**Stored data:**
****************

use std::env;
use std::time::Duration;

use axum::http::HeaderValue;
use thiserror::Error;

pub mod cors;
pub mod security;

pub use cors::create_cors_layer;
pub use security::create_security_headers_layer;

const DEFAULT_PORT: u16 = 3001;
const DEFAULT_DB_MAX_CONNECTIONS: u32 = 10;
const DEFAULT_REQUEST_TIMEOUT_SECS: u64 = 15;
const DEFAULT_SMTP_PORT: u16 = 587;
const DEFAULT_AUTH_BURST: u32 = 10;
const DEFAULT_AUTH_REPLENISH_MS: u64 = 500;
const DEV_JWT_SECRET: &str = "dev-secret";
pub const DEFAULT_ALLOWED_ORIGINS: &str = "http://localhost:3000,http://localhost:5173";

#[derive(Debug, Error, PartialEq, Eq)]
pub enum ConfigError {
    #[error("{0} must be set")]
    Missing(&'static str),

    #[error("{var} has an invalid value: {value}")]
    Invalid { var: &'static str, value: String },

    #[error("demo verification modes cannot be enabled when RUST_ENV=production")]
    DemoInProduction,
}

/// How signup proves ownership of an email address.
#[derive(Debug, Clone, Copy, PartialEq, Eq)]
pub enum VerificationMode {
    /// Send the code by email. The only mode allowed in production.
    Email,
    /// Skip the email and return the code in the API response.
    DemoExposeCode,
    /// Verify accounts at signup and hand out a session right away.
    DemoAutoVerify,
}

impl VerificationMode {
    pub fn is_demo(&self) -> bool {
        !matches!(self, VerificationMode::Email)
    }
}

#[derive(Debug, Clone, PartialEq, Eq)]
pub struct SmtpConfig {
    pub host: String,
    pub port: u16,
    pub username: Option<String>,
    pub password: Option<String>,
    pub from: String,
}

/// Per-client token bucket for the `/auth` routes. Both values are non-zero.
#[derive(Debug, Clone, Copy, PartialEq, Eq)]
pub struct RateLimit {
    pub burst_size: u32,
    pub replenish_ms: u64,
}

impl Default for RateLimit {
    fn default() -> Self {
        Self {
            burst_size: DEFAULT_AUTH_BURST,
            replenish_ms: DEFAULT_AUTH_REPLENISH_MS,
        }
    }
}

#[derive(Debug, Clone)]
pub struct Config {
    pub database_url: String,
    pub db_max_connections: u32,
    pub port: u16,
    pub production: bool,
    pub jwt_secret: String,
    pub verification_mode: VerificationMode,
    pub cors_allowed_origins: Vec<String>,
    pub request_timeout: Duration,
    pub auth_rate_limit: RateLimit,
    pub smtp: Option<SmtpConfig>,
}

impl Default for Config {
    fn default() -> Self {
        Self {
            database_url: "postgres://localhost/ticketa".to_string(),
            db_max_connections: DEFAULT_DB_MAX_CONNECTIONS,
            port: DEFAULT_PORT,
            production: false,
            jwt_secret: DEV_JWT_SECRET.to_string(),
            verification_mode: VerificationMode::Email,
            cors_allowed_origins: split_origins(DEFAULT_ALLOWED_ORIGINS),
            request_timeout: Duration::from_secs(DEFAULT_REQUEST_TIMEOUT_SECS),
            auth_rate_limit: RateLimit::default(),
            smtp: None,
        }
    }
}

impl Config {
    pub fn from_env() -> Result<Self, ConfigError> {
        Self::from_lookup(|key| env::var(key).ok())
    }

    /// Builds the configuration from an arbitrary key lookup.
    pub fn from_lookup<F>(lookup: F) -> Result<Self, ConfigError>
    where
        F: Fn(&str) -> Option<String>,
    {
        let var = |key: &str| lookup(key).filter(|v| !v.trim().is_empty());
        let flag = |key: &str| var(key).is_some_and(|v| v.eq_ignore_ascii_case("true"));

        let production = var("RUST_ENV")
            .is_some_and(|v| v.eq_ignore_ascii_case("production"));

        let database_url = var("DATABASE_URL")
            .ok_or(ConfigError::Missing("DATABASE_URL"))?;

        let jwt_secret = match var("JWT_SECRET") {
            Some(secret) => secret,
            None if production => return Err(ConfigError::Missing("JWT_SECRET")),
            None => DEV_JWT_SECRET.to_string(),
        };

        let verification_mode = if flag("DEMO_AUTO_VERIFY") {
            VerificationMode::DemoAutoVerify
        } else if flag("DEMO_MODE") {
            VerificationMode::DemoExposeCode
        } else {
            VerificationMode::Email
        };
        if production && verification_mode.is_demo() {
            return Err(ConfigError::DemoInProduction);
        }

        let smtp = match var("SMTP_HOST") {
            Some(host) => Some(SmtpConfig {
                host,
                port: parse_or("SMTP_PORT", var("SMTP_PORT"), DEFAULT_SMTP_PORT)?,
                username: var("SMTP_USERNAME"),
                password: var("SMTP_PASSWORD"),
                from: var("MAIL_FROM").ok_or(ConfigError::Missing("MAIL_FROM"))?,
            }),
            None if production => return Err(ConfigError::Missing("SMTP_HOST")),
            None => None,
        };

        let cors_allowed_origins = match var("CORS_ALLOWED_ORIGINS") {
            Some(raw) => parse_origins(&raw)?,
            None => split_origins(DEFAULT_ALLOWED_ORIGINS),
        };

        let timeout_secs = parse_or(
            "REQUEST_TIMEOUT_SECS",
            var("REQUEST_TIMEOUT_SECS"),
            DEFAULT_REQUEST_TIMEOUT_SECS,
        )?;

        let auth_rate_limit = RateLimit {
            burst_size: parse_non_zero(
                "AUTH_RATE_LIMIT_BURST",
                var("AUTH_RATE_LIMIT_BURST"),
                DEFAULT_AUTH_BURST,
            )?,
            replenish_ms: parse_non_zero(
                "AUTH_RATE_LIMIT_REPLENISH_MS",
                var("AUTH_RATE_LIMIT_REPLENISH_MS"),
                DEFAULT_AUTH_REPLENISH_MS,
            )?,
        };

        Ok(Self {
            database_url,
            db_max_connections: parse_or(
                "DB_MAX_CONNECTIONS",
                var("DB_MAX_CONNECTIONS"),
                DEFAULT_DB_MAX_CONNECTIONS,
            )?,
            port: parse_or("PORT", var("PORT"), DEFAULT_PORT)?,
            production,
            jwt_secret,
            verification_mode,
            cors_allowed_origins,
            request_timeout: Duration::from_secs(timeout_secs),
            auth_rate_limit,
            smtp,
        })
    }
}

fn parse_or<T: std::str::FromStr>(
    name: &'static str,
    raw: Option<String>,
    default: T,
) -> Result<T, ConfigError> {
    match raw {
        Some(value) => value
            .trim()
            .parse()
            .map_err(|_| ConfigError::Invalid { var: name, value }),
        None => Ok(default),
    }
}

fn parse_non_zero<T>(
    name: &'static str,
    raw: Option<String>,
    default: T,
) -> Result<T, ConfigError>
where
    T: std::str::FromStr + Default + PartialEq + ToString,
{
    let value = parse_or(name, raw, default)?;
    if value == T::default() {
        return Err(ConfigError::Invalid {
            var: name,
            value: value.to_string(),
        });
    }
    Ok(value)
}

fn split_origins(raw: &str) -> Vec<String> {
    raw.split(',')
        .map(str::trim)
        .filter(|o| !o.is_empty())
        .map(str::to_string)
        .collect()
}

/// Every listed origin must be usable as a header value.
fn parse_origins(raw: &str) -> Result<Vec<String>, ConfigError> {
    let origins = split_origins(raw);
    if origins.is_empty() {
        return Err(ConfigError::Invalid {
            var: "CORS_ALLOWED_ORIGINS",
            value: raw.to_string(),
        });
    }
    for origin in &origins {
        if origin.parse::<HeaderValue>().is_err() {
            return Err(ConfigError::Invalid {
                var: "CORS_ALLOWED_ORIGINS",
                value: origin.clone(),
            });
        }
    }
    Ok(origins)
}
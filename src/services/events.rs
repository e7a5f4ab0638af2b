use std::sync::Arc;

use chrono::{DateTime, Utc};
use rust_decimal::prelude::ToPrimitive;
use rust_decimal::Decimal;
use serde::Deserialize;
use thiserror::Error;
use tracing::info;
use uuid::Uuid;

use crate::models::{EventDetail, EventStatus, NewEvent, NewTicketType};
use crate::store::{Store, StoreError};
use crate::utils::error::AppError;
use crate::utils::validation::{ValidationIssues, Validator};

#[derive(Debug, Error)]
pub enum EventError {
    #[error(transparent)]
    Invalid(#[from] ValidationIssues),

    #[error("event not found")]
    NotFound,

    #[error(transparent)]
    Store(#[from] StoreError),
}

impl From<EventError> for AppError {
    fn from(err: EventError) -> Self {
        match err {
            EventError::Invalid(issues) => issues.into(),
            EventError::NotFound => AppError::NotFound(err.to_string()),
            EventError::Store(e) => e.into(),
        }
    }
}

#[derive(Debug, Clone, Deserialize)]
pub struct TicketTypeInput {
    pub name: String,
    /// Major currency units, e.g. `"20.00"` or `20`.
    pub price: Decimal,
    pub quantity: i64,
    #[serde(default)]
    pub sales_start: Option<DateTime<Utc>>,
    #[serde(default)]
    pub sales_end: Option<DateTime<Utc>>,
}

#[derive(Debug, Clone, Deserialize)]
pub struct CreateEventInput {
    pub title: String,
    pub venue: String,
    pub date_start: DateTime<Utc>,
    pub date_end: DateTime<Utc>,
    #[serde(default)]
    pub banner_url: Option<String>,
    #[serde(default)]
    pub description: Option<String>,
    pub ticket_types: Vec<TicketTypeInput>,
}

/// Converts a major-unit price to cents, refusing sub-cent precision.
pub fn price_to_cents(price: Decimal) -> Option<i64> {
    if price.is_sign_negative() && !price.is_zero() {
        return None;
    }
    let cents = price.checked_mul(Decimal::ONE_HUNDRED)?;
    if !cents.fract().is_zero() {
        return None;
    }
    cents.to_i64()
}

#[derive(Clone)]
pub struct EventService {
    store: Arc<dyn Store>,
}

impl EventService {
    pub fn new(store: Arc<dyn Store>) -> Self {
        Self { store }
    }

    /// Creates a published event owned by `owner_id`, with its ticket types.
    pub async fn create_event(
        &self,
        owner_id: Uuid,
        input: CreateEventInput,
    ) -> Result<Uuid, EventError> {
        let mut validator = Validator::new();
        validator
            .min_chars("title", &input.title, 3)
            .min_chars("venue", &input.venue, 1)
            .check(
                input.date_end >= input.date_start,
                "date_end",
                "must not be before date_start",
            )
            .check(
                !input.ticket_types.is_empty(),
                "ticket_types",
                "must contain at least one ticket type",
            );

        let mut ticket_types = Vec::with_capacity(input.ticket_types.len());
        for (i, tt) in input.ticket_types.into_iter().enumerate() {
            let price_cents = price_to_cents(tt.price);
            let quantity = i32::try_from(tt.quantity).ok().filter(|q| *q >= 1);
            let window_ok = match (tt.sales_start, tt.sales_end) {
                (Some(start), Some(end)) => end >= start,
                _ => true,
            };

            validator
                .min_chars(&format!("ticket_types.{i}.name"), &tt.name, 1)
                .check(
                    price_cents.is_some(),
                    &format!("ticket_types.{i}.price"),
                    "must be a non-negative amount with at most 2 decimals",
                )
                .check(
                    quantity.is_some(),
                    &format!("ticket_types.{i}.quantity"),
                    "must be a positive integer",
                )
                .check(
                    window_ok,
                    &format!("ticket_types.{i}.sales_end"),
                    "must not be before sales_start",
                );

            if let (Some(price_cents), Some(qty_total)) = (price_cents, quantity) {
                ticket_types.push(NewTicketType {
                    name: tt.name.trim().to_string(),
                    price_cents,
                    qty_total,
                    sales_start: tt.sales_start,
                    sales_end: tt.sales_end,
                });
            }
        }
        validator.finish()?;

        let new_event = NewEvent {
            owner_id,
            title: input.title.trim().to_string(),
            description: input.description,
            venue: input.venue.trim().to_string(),
            banner_url: input.banner_url,
            date_start: input.date_start,
            date_end: input.date_end,
            status: EventStatus::Published,
            ticket_types,
        };
        let (event, ticket_types) = new_event.into_rows(Utc::now());

        self.store.create_event(&event, &ticket_types).await?;
        info!(
            event_id = %event.id,
            owner_id = %owner_id,
            ticket_types = ticket_types.len(),
            "Event created"
        );

        Ok(event.id)
    }

    pub async fn get_event(&self, id: Uuid) -> Result<EventDetail, EventError> {
        self.store.find_event(id).await?.ok_or(EventError::NotFound)
    }

    pub async fn list_events(&self) -> Result<Vec<EventDetail>, EventError> {
        Ok(self.store.list_published_events().await?)
    }
}

#[cfg(test)]
mod tests {
    use super::*;
    use std::str::FromStr;

    #[test]
    fn test_price_to_cents_is_exact() {
        assert_eq!(price_to_cents(Decimal::new(2000, 2)), Some(2000));
        assert_eq!(price_to_cents(Decimal::new(1999, 2)), Some(1999));
        assert_eq!(price_to_cents(Decimal::from(0)), Some(0));
    }

    #[test]
    fn test_price_to_cents_rejects_fractions_of_cents_and_negatives() {
        assert_eq!(price_to_cents(Decimal::from_str("19.995").unwrap()), None);
        assert_eq!(price_to_cents(Decimal::from_str("-1").unwrap()), None);
    }
}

****************

**Exercise:**
Count the lines in the preceding entries that contain the string "static", and state only the resulting number.

**Answer area:**
4